La strada comunque era spianata, ed il tarlo dell’intervento del pubblico nella competizione tra attori economici ormai una rosicchiante realtà nelle teste più brillanti della nuova stagione che si apriva. Tanto che (secondo spaventevole termine) c’è chi sostiene che questo Kriegssozialismus, questo socialismo di guerra, sia sopravvissuto sotto mentite spoglie per quasi tutto il Novecento. Almeno fino alla supply-side economy di Ronald Reagan e questo permetterebbe di chiudere il cerchio.

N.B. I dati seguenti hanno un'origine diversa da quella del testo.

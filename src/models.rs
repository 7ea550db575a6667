//! WN-LMF structures, limited to what definition lookup needs.
//!
//! Elements not modelled here (pronunciations, relations, examples, syntactic behaviours) are
//! skipped by the deserializer.

use serde::{Deserialize, Serialize};

// --- Top Level ---

#[derive(Debug, Clone, PartialEq, Serialize, Deserialize)]
pub struct LexicalResource {
    #[serde(rename = "Lexicon", default)]
    pub lexicons: Vec<Lexicon>,
}

#[derive(Debug, Clone, PartialEq, Serialize, Deserialize)]
pub struct Lexicon {
    #[serde(rename = "@id")]
    pub id: String,
    #[serde(rename = "@label")]
    pub label: String,
    #[serde(rename = "@language")]
    pub language: String,
    #[serde(rename = "@version")]
    pub version: String,
    #[serde(rename = "@license", default)]
    pub license: Option<String>,

    #[serde(rename = "LexicalEntry", default)]
    pub lexical_entries: Vec<LexicalEntry>,
    #[serde(rename = "Synset", default)]
    pub synsets: Vec<Synset>,
}

// --- Lexical Entry ---

#[derive(Debug, Clone, PartialEq, Serialize, Deserialize)]
pub struct LexicalEntry {
    #[serde(rename = "@id")]
    pub id: String,
    #[serde(rename = "Lemma")]
    pub lemma: Lemma,
    #[serde(rename = "Sense", default)]
    pub senses: Vec<Sense>,
}

#[derive(Debug, Clone, PartialEq, Serialize, Deserialize)]
pub struct Lemma {
    #[serde(rename = "@writtenForm")]
    pub written_form: String,
    #[serde(rename = "@partOfSpeech")]
    pub part_of_speech: PartOfSpeech,
}

#[derive(Debug, Clone, Copy, PartialEq, Eq, PartialOrd, Ord, Hash, Serialize, Deserialize)]
#[serde(rename_all = "lowercase")]
pub enum PartOfSpeech {
    N, // Noun
    V, // Verb
    A, // Adjective
    R, // Adverb
    S, // Adjective Satellite
    C, // Conjunction
    P, // Adposition
    X, // Other
    U, // Unknown
}

#[derive(Debug, Clone, PartialEq, Serialize, Deserialize)]
pub struct Sense {
    #[serde(rename = "@id")]
    pub id: String,
    #[serde(rename = "@synset")]
    pub synset: String, // Reference to Synset ID
}

// --- Synset ---

#[derive(Debug, Clone, PartialEq, Serialize, Deserialize)]
pub struct Synset {
    #[serde(rename = "@id")]
    pub id: String,
    #[serde(rename = "@ili", default)] // Optional, might be "in" or empty
    pub ili: Option<String>,
    #[serde(rename = "@partOfSpeech")]
    pub part_of_speech: PartOfSpeech,
    #[serde(rename = "Definition", default)]
    pub definitions: Vec<Definition>,
}

#[derive(Debug, Clone, PartialEq, Eq, Hash, Serialize, Deserialize)]
pub struct Definition {
    #[serde(rename = "$text", default)]
    pub text: String,
}

impl std::fmt::Display for PartOfSpeech {
    fn fmt(&self, f: &mut std::fmt::Formatter<'_>) -> std::fmt::Result {
        write!(
            f,
            "{}",
            match self {
                PartOfSpeech::N => "noun",
                PartOfSpeech::V => "verb",
                PartOfSpeech::A => "adjective",
                PartOfSpeech::R => "adverb",
                PartOfSpeech::S => "adjective satellite",
                PartOfSpeech::C => "conjunction",
                PartOfSpeech::P => "adposition",
                PartOfSpeech::X => "other",
                PartOfSpeech::U => "unknown",
            }
        )
    }
}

Ma un arco di cerchio ancora deve essere disegnato sul foglio, perché la teoria economica contemporanea, a sentir parlare di economia di guerra, lancia l’altolà. Si sostiene, infatti, che l’economia dirigistica applicata a frangenti estremi come l’attuale porti ad un controllo più o meno forzoso sul risparmio privato, ad una contrazione della varietà della produzione, ad una compressione dei consumi interni. Infine, ad un ricorso eccessivo della spesa pubblica grazie all’immissione nel sistema di moneta stampata ad hoc. In altre parole: inflazione. È successo agli stessi americani, al tempo della guerra del Vietnam. Alla fine Nixon fece saltare il sistema di Bretton Woods. E davvero qui il cerchio si chiude.

Non sappiamo cosa sarà il nuovo ordine mondiale del futuro, ma del disordine attuale conosciamo bene una cosa: uscirne non sarà una passeggiata.